The habitat of this species is on sandy beaches, between the mean spring high tide line and the equinoctial high tide line. Each year this strandline vegetation, which is classified as habitat 1210 in the EUNIS habitat classification system, is destroyed by exceptional tides with a coefficient of 100–120. In Britain, this is the SD2 Honkenya peploides-Cakile maritima strandline community, or sometimes (on sand and shingle beaches) SD1 Rumex crispus-Glaucium flavum vegetation.

Frosted orache is therefore adapted to complete its life cycle during the summer months and to tolerate salty water at a shallow depth. Some accounts used to suggest that the fertility of beaches like these is particularly high, due to rotting seaweed mixed into the sand, but more recent studies show that while this might be true in some circumstances, a sandy beach is usually very nutrient poor.

Frosted orache is primarily wind-pollinated but can be self-pollinating.

In Britain there are only two (possibly three) species of insect known to produce galls on frosted orache.

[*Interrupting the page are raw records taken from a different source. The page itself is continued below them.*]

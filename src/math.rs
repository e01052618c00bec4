//! Math utilities.

/// Floating-point precision to use for integration and root finding.
#[allow(non_camel_case_types)]
pub type fin = f64;

/// Estimates the integral of the given function over the given interval using
/// the composite Simpson's rule with the given number of subintervals.
///
/// An odd number of subintervals is rounded up to the next even number.
pub fn integrate_simpson<E>(evaluate_integrand: E, start: fin, end: fin, n_intervals: usize) -> fin
where
    E: Fn(fin) -> fin,
{
    assert!(n_intervals > 0, "Number of subintervals must be larger than zero");
    let n_intervals = n_intervals + n_intervals % 2;

    let step = (end - start) / (n_intervals as fin);

    let mut sum = evaluate_integrand(start) + evaluate_integrand(end);
    for idx in 1..n_intervals {
        let weight = if idx % 2 == 1 { 4.0 } else { 2.0 };
        sum += weight * evaluate_integrand(start + (idx as fin) * step);
    }
    sum * step / 3.0
}

/// Estimates the integral of the given function over the given interval using a
/// five-point Gauss-Legendre quadrature.
pub fn integrate_five_point_gauss_legendre<E>(evaluate_integrand: E, start: fin, end: fin) -> fin
where
    E: Fn(fin) -> fin,
{
    const COORD_1: fin = -0.906_179_845_938_664; // -(1/3)*sqrt(5 + 2*sqrt(10/7))
    const COORD_2: fin = -0.538_469_310_105_683; // -(1/3)*sqrt(5 - 2*sqrt(10/7))
    const COORD_3: fin = 0.0;
    const COORD_4: fin = -COORD_2;
    const COORD_5: fin = -COORD_1;

    const WEIGHT_1: fin = 0.236_926_885_056_189_08; // (322 - 13*sqrt(70))/900
    const WEIGHT_2: fin = 0.478_628_670_499_366_47; // (322 + 13*sqrt(70))/900
    const WEIGHT_3: fin = 128.0 / 225.0;
    const WEIGHT_4: fin = WEIGHT_2;
    const WEIGHT_5: fin = WEIGHT_1;

    assert!(
        end >= start,
        "Interval end {:?} is smaller than interval start {:?}",
        end,
        start
    );
    let interval_scale = 0.5 * (end - start);
    let interval_offset = 0.5 * (end + start);

    interval_scale
        * (WEIGHT_1 * evaluate_integrand(interval_offset + interval_scale * COORD_1)
            + WEIGHT_2 * evaluate_integrand(interval_offset + interval_scale * COORD_2)
            + WEIGHT_3 * evaluate_integrand(interval_offset + interval_scale * COORD_3)
            + WEIGHT_4 * evaluate_integrand(interval_offset + interval_scale * COORD_4)
            + WEIGHT_5 * evaluate_integrand(interval_offset + interval_scale * COORD_5))
}

/// Returns `n_values` logarithmically spaced values from `start` to `end` (inclusive).
pub fn log_space(start: fin, end: fin, n_values: usize) -> Vec<fin> {
    assert!(
        start > 0.0 && end > 0.0,
        "Logarithmic axis bounds must be positive"
    );
    match n_values {
        0 => Vec::new(),
        1 => vec![start],
        _ => {
            let ln_start = fin::ln(start);
            let ln_step = (fin::ln(end) - ln_start) / ((n_values - 1) as fin);
            (0..n_values)
                .map(|idx| fin::exp(ln_start + (idx as fin) * ln_step))
                .collect()
        }
    }
}

/// Outcome of a bracketing root search.
#[derive(Clone, Copy, Debug, PartialEq)]
pub struct RootEstimate {
    /// Best estimate of the root.
    pub root: fin,
    /// Number of bisections performed.
    pub iterations: u32,
    /// Whether the residual reached the requested tolerance.
    pub converged: bool,
}

/// Searches for a root of `f` inside `[lower, upper]` by bisection.
///
/// The search stops when the absolute residual at the bracket midpoint is
/// within `tolerance`, or after `max_iterations` bisections, in which case the
/// midpoint of the final bracket is returned with `converged` set to false.
/// If the end point residuals have the same sign, the end point with the
/// smallest residual is returned without iterating.
pub fn find_root_bisection<F>(
    f: F,
    lower: fin,
    upper: fin,
    max_iterations: u32,
    tolerance: fin,
) -> RootEstimate
where
    F: Fn(fin) -> fin,
{
    assert!(
        upper > lower,
        "Bracket upper bound {} must be larger than lower bound {}",
        upper,
        lower
    );

    let mut lower = lower;
    let mut upper = upper;
    let mut lower_residual = f(lower);
    let upper_residual = f(upper);

    if (lower_residual < 0.0) == (upper_residual < 0.0) {
        let root = if fin::abs(lower_residual) <= fin::abs(upper_residual) {
            lower
        } else {
            upper
        };
        return RootEstimate {
            root,
            iterations: 0,
            converged: fin::abs(f(root)) <= tolerance,
        };
    }

    let mut iterations = 0;
    while iterations < max_iterations {
        let midpoint = 0.5 * (lower + upper);
        let residual = f(midpoint);
        iterations += 1;

        if fin::abs(residual) <= tolerance {
            return RootEstimate {
                root: midpoint,
                iterations,
                converged: true,
            };
        }

        if (residual < 0.0) == (lower_residual < 0.0) {
            lower = midpoint;
            lower_residual = residual;
        } else {
            upper = midpoint;
        }
    }

    RootEstimate {
        root: 0.5 * (lower + upper),
        iterations,
        converged: false,
    }
}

Hayhurstia atriplicis is an aphid that infests the leaves, causing swelling and curling of the leaf blade; Trioza chenopodii is a bug whose nymphs roll the leaves without causing causing any thickening; and Stefaniella brevipalpis (which still requires confirmation as a British species) is a midge which inhabits the stems.

There are several more parasites in Europe. The goosefoot pug, Eupithecia sinuosaria, is an Asian species that has spread westwards in recent years. Its larvae feed on the flowers of frosted orache. Another such moth is Goniodoma auroguttella, whose larvae make a case of the bracteoles and feed on the developing fruit before migrating to the base of the plant to pupate within the stem and emerge in spring. This species only occurs in the Mediterranean populations, where the narrow tidal range allows more plants to overwinter. Finally, there is a micromoth called Scrobipalpa atriplicella, the goosefoot groundling, the larvae of which create leaf mines in this and other species of Amaranthaceae.